## How to complete this task
Go through the entries and say how many lines contain the string "Option". The number is the whole answer.

━━━

impl Socket {
    /// Wrap a stream returned by a listener.
    pub fn accepted(stream: TcpStream, address: SocketAddr) -> Self {
        let _ = stream.set_nodelay(true);
        let (read, write) = stream.into_split();
        Self {
            inbound: true,
            proxied: false,
            target: Endpoint::from(address),
            address: OnceLock::from(address),
            secure: AtomicBool::new(false),
            websocket: AtomicBool::new(false),
            stopped: AtomicBool::new(false),
            cancel: CancellationToken::new(),
            reader: Arc::new(Mutex::new(Some(Reader::new(ReadHalf::Plain(read))))),
            writer: Arc::new(Mutex::new(Some(WriteHalf::Plain(write)))),
        }
    }

    /// An unconnected outbound socket for `target`.
    ///
    /// A `proxied` socket keeps `target` as its logical endpoint after
    /// connecting, instead of the physically dialed proxy address.
    pub fn outbound(target: Endpoint, proxied: bool) -> Self {
        Self {
            inbound: false,
            proxied,
            target,
            address: OnceLock::new(),
            secure: AtomicBool::new(false),
            websocket: AtomicBool::new(false),
            stopped: AtomicBool::new(false),
            cancel: CancellationToken::new(),
            reader: Arc::new(Mutex::new(None)),
            writer: Arc::new(Mutex::new(None)),
        }
    }

    /// Connect to the first reachable address, trying them in order.
    pub async fn connect(&self, addresses: &[SocketAddr]) -> Result<(), Error> {
        if addresses.is_empty() {
            return Err(Error::ResolveFailed);
        }

        if self.address.get().is_some() {
            return Err(Error::OperationFailed);
        }

        for address in addresses {
            match self.guard(dial(*address)).await {
                Ok(stream) => {
                    let (read, write) = stream.into_split();
                    self.install(ReadHalf::Plain(read), WriteHalf::Plain(write))
                        .await;
                    let _ = self.address.set(*address);
                    return Ok(());
                }
                Err(Error::OperationCanceled) => return Err(Error::OperationCanceled),
                Err(_) => continue,
            }
        }

        Err(Error::ConnectFailed)
    }

    /// Fill `buffer` completely from the byte stream.
    ///
    /// Partial transfers are never reported. Not available on websockets.
    pub async fn read(&self, buffer: &mut [u8]) -> Result<(), Error> {
        self.guard(async {
            match self.reader.lock().await.as_mut() {
                Some(reader) => reader.read_exact(buffer).await,
                None => Err(Error::BadStream),
            }
        })
        .await
    }

    /// Read at least one byte into `buffer`, returning the count.
    ///
    /// Cancellation safe, for callers keeping partial frames across
    /// `select!` iterations.
    pub async fn read_some(&self, buffer: &mut [u8]) -> Result<usize, Error> {
        self.guard(async {
            match self.reader.lock().await.as_mut() {
                Some(reader) => reader.read_some(buffer).await,
                None => Err(Error::BadStream),
            }
        })
        .await
    }

    /// Read one newline terminated line (RPC over TCP), without the terminator.
    pub async fn read_line(&self, limit: usize) -> Result<String, Error> {
        let mut line = self.read_delimited(b"\n", limit).await?;
        line.pop();
        if line.last() == Some(&b'\r') {
            line.pop();
        }

        String::from_utf8(line).map_err(|_| Error::InvalidMessage)
    }

    /// Read an HTTP request or response head through the blank line.
    pub async fn read_http_head(&self, limit: usize) -> Result<String, Error> {
        let head = self.read_delimited(b"\r\n\r\n", limit).await?;
        String::from_utf8(head).map_err(|_| Error::InvalidMessage)
    }

    async fn read_delimited(&self, delimiter: &[u8], limit: usize) -> Result<Vec<u8>, Error> {
        self.guard(async {
            match self.reader.lock().await.as_mut() {
                Some(reader) => reader.read_until(delimiter, limit).await,
                None => Err(Error::BadStream),
            }
        })
        .await
    }

    /// Write all of `data` to the byte stream.
    pub async fn write(&self, data: &[u8]) -> Result<(), Error> {
        self.guard(async {
            match self.writer.lock().await.as_mut() {
                Some(writer) => writer.write_all(data).await,
                None => Err(Error::BadStream),
            }
        })
        .await
    }

    /// Read the next websocket data frame.
    pub async fn ws_read(&self) -> Result<Vec<u8>, Error> {
        self.guard(async {
            match self.reader.lock().await.as_mut() {
                Some(reader) => reader.next_frame().await,
                None => Err(Error::BadStream),
            }
        })
        .await
    }

    /// Write one binary websocket frame.
    pub async fn ws_write(&self, data: &[u8]) -> Result<(), Error> {
        self.guard(async {
            match self.writer.lock().await.as_mut() {
                Some(writer) => writer.send_frame(Message::Binary(data.to_vec())).await,
                None => Err(Error::BadStream),
            }
        })
        .await
    }

    /// Run the server side TLS handshake over the plain stream.
    pub async fn tls_accept(&self, config: Arc<ServerConfig>) -> Result<(), Error> {
        self.guard(self.upgrade_tls_accept(config)).await
    }

    /// Run the client side TLS handshake over the plain stream.
    pub async fn tls_connect(&self, config: Arc<ClientConfig>, domain: &str) -> Result<(), Error> {
        let name = ServerName::try_from(domain.to_string()).map_err(|_| Error::ResolveFailed)?;
        self.guard(self.upgrade_tls_connect(config, name)).await
    }

    /// Run the server side websocket upgrade over the plain or TLS stream.
    pub async fn ws_accept(&self) -> Result<(), Error> {
        self.guard(self.upgrade_ws_accept()).await
    }

    /// Run the client side websocket upgrade for `url`.
    pub async fn ws_connect(&self, url: &str) -> Result<(), Error> {
        self.guard(self.upgrade_ws_connect(url)).await
    }

    async fn upgrade_tls_accept(&self, config: Arc<ServerConfig>) -> Result<(), Error> {
        let Stream::Plain(stream) = self.take_stream().await? else {
            return Err(Error::BadStream);
        };

        let stream = TlsAcceptor::from(config)
            .accept(stream)
            .await
            .map_err(|_| Error::BadStream)?;
        self.install_tls(TlsStream::Server(stream)).await;
        Ok(())
    }

    async fn upgrade_tls_connect(
        &self,
        config: Arc<ClientConfig>,
        name: ServerName<'static>,
    ) -> Result<(), Error> {
        let Stream::Plain(stream) = self.take_stream().await? else {
            return Err(Error::BadStream);
        };

        let stream = TlsConnector::from(config)
            .connect(name, stream)
            .await
            .map_err(|_| Error::BadStream)?;
        self.install_tls(TlsStream::Client(stream)).await;
        Ok(())
    }

    async fn upgrade_ws_accept(&self) -> Result<(), Error> {
        match self.take_stream().await? {
            Stream::Plain(stream) => {
                let (sink, stream) = tokio_tungstenite::accept_async(stream)
                    .await
                    .map_err(|_| Error::BadStream)?
                    .split();
                self.install(ReadHalf::Websocket(stream), WriteHalf::Websocket(sink))
                    .await;
            }
            Stream::Tls(stream) => {
                let (sink, stream) = tokio_tungstenite::accept_async(stream)
                    .await
                    .map_err(|_| Error::BadStream)?
                    .split();
                self.install(
                    ReadHalf::SecureWebsocket(stream),
                    WriteHalf::SecureWebsocket(sink),
                )
                .await;
            }
        }

        self.websocket.store(true, Ordering::Release);
        Ok(())
    }

    async fn upgrade_ws_connect(&self, url: &str) -> Result<(), Error> {
        match self.take_stream().await? {
            Stream::Plain(stream) => {
                let (socket, _) = tokio_tungstenite::client_async(url, stream)
                    .await
                    .map_err(|_| Error::BadStream)?;
                let (sink, stream) = socket.split();
                self.install(ReadHalf::Websocket(stream), WriteHalf::Websocket(sink))
                    .await;
            }
            Stream::Tls(stream) => {
                let (socket, _) = tokio_tungstenite::client_async(url, stream)
                    .await
                    .map_err(|_| Error::BadStream)?;
                let (sink, stream) = socket.split();
                self.install(
                    ReadHalf::SecureWebsocket(stream),
                    WriteHalf::SecureWebsocket(sink),
                )
                .await;
            }
        }

        self.websocket.store(true, Ordering::Release);
        Ok(())
    }

    /// Tunnel the connected plain stream to `target` through a SOCKS5 proxy.
    pub(crate) async fn tunnel(&self, target: &Endpoint) -> Result<(), Error> {
        self.guard(async {
            let mut reader = self.reader.lock().await;
            let mut writer = self.writer.lock().await;
            match (reader.as_mut(), writer.as_mut()) {
                (
                    Some(Reader {
                        half: ReadHalf::Plain(read),
                        ..
                    }),
                    Some(WriteHalf::Plain(write)),
                ) => socks5::handshake(read, write, target).await,
                _ => Err(Error::BadStream),
            }
        })
        .await
    }

    /// Cancel pending operations and close the transport.
    ///
    /// Idempotent and callable from any thread. Closing may complete
    /// asynchronously when an operation currently holds a half.
    pub fn stop(&self) {
        if self.stopped.swap(true, Ordering::AcqRel) {
            return;
        }

        self.cancel.cancel();

        if let (Ok(mut reader), Ok(mut writer)) = (self.reader.try_lock(), self.writer.try_lock())
        {
            reader.take();
            writer.take();
            return;
        }

        // A cancelled operation still holds a half, release once it returns.
        if let Ok(handle) = tokio::runtime::Handle::try_current() {
            let reader = self.reader.clone();
            let writer = self.writer.clone();
            handle.spawn(async move {
                reader.lock().await.take();
                writer.lock().await.take();
            });
        }
    }

    /// Stop, sending a websocket close frame first if upgraded.
    pub async fn lazy_stop(&self) {
        if self.websocket() && !self.stopped() {
            let _ = self
                .guard(async {
                    match self.writer.lock().await.as_mut() {
                        Some(writer) => writer.send_frame(Message::Close(None)).await,
                        None => Ok(()),
                    }
                })
                .await;
        }

        self.stop();
    }

    pub fn inbound(&self) -> bool {
        self.inbound
    }

    pub fn proxied(&self) -> bool {
        self.proxied
    }

    /// Whether the stream has been upgraded to TLS.
    pub fn secure(&self) -> bool {
        self.secure.load(Ordering::Acquire)
    }

    /// Whether the stream has been upgraded to websocket framing.
    pub fn websocket(&self) -> bool {
        self.websocket.load(Ordering::Acquire)
    }

    pub fn stopped(&self) -> bool {
        self.stopped.load(Ordering::Acquire)
    }

    /// The physically connected peer address, once connected.
    pub fn address(&self) -> Option<SocketAddr> {
        self.address.get().copied()
    }

    /// The logical peer endpoint.
    ///
    /// The connected address for direct connections, the originally
    /// requested target for proxied or not yet connected sockets.
    pub fn endpoint(&self) -> Endpoint {
        match self.address.get() {
            Some(address) if !self.proxied => Endpoint::from(*address),
            _ => self.target.clone(),
        }
    }

    /// The address identifying the remote peer for deduplication.
    ///
    /// `None` for a proxied hostname target, the proxy's own address never
    /// identifies the peer.
    pub fn authority(&self) -> Option<SocketAddr> {
        if self.proxied {
            return self.target.socket_addr();
        }

        self.endpoint().socket_addr().or_else(|| self.address())
    }

    /// Run `operation` unless the socket stops first.
    async fn guard<T, F>(&self, operation: F) -> Result<T, Error>
    where
        F: Future<Output = Result<T, Error>>,
    {
        if self.stopped() {
            return Err(Error::OperationCanceled);
        }

        tokio::select! {
            biased;
            _ = self.cancel.cancelled() => Err(Error::OperationCanceled),
            result = operation => result,
        }
    }

    async fn install(&self, read: ReadHalf, write: WriteHalf) {
        *self.reader.lock().await = Some(Reader::new(read));
        *self.writer.lock().await = Some(write);
    }

    async fn install_tls(&self, stream: Tls) {
        let (read, write) = io::split(stream);
        self.install(ReadHalf::Tls(read), WriteHalf::Tls(write)).await;
        self.secure.store(true, Ordering::Release);
    }

    /// Take both halves out of the socket and reunite them for an upgrade.
    async fn take_stream(&self) -> Result<Stream, Error> {
        if self.websocket() {
            return Err(Error::BadStream);
        }

        let mut reader = self.reader.lock().await;
        let mut writer = self.writer.lock().await;

        // Bytes buffered past a delimiter would be lost to the upgrade.
        if reader.as_ref().is_some_and(|reader| !reader.pending.is_empty()) {
            return Err(Error::BadStream);
        }

        match (reader.take(), writer.take()) {
            (
                Some(Reader {
                    half: ReadHalf::Plain(read),
                    ..
                }),
                Some(WriteHalf::Plain(write)),
            ) => read
                .reunite(write)
                .map(Stream::Plain)
                .map_err(|_| Error::BadStream),
            (
                Some(Reader {
                    half: ReadHalf::Tls(read),
                    ..
                }),
                Some(WriteHalf::Tls(write)),
            ) => Ok(Stream::Tls(read.unsplit(write))),
            _ => Err(Error::BadStream),
        }
    }
}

━━━

## Result of this exercise
2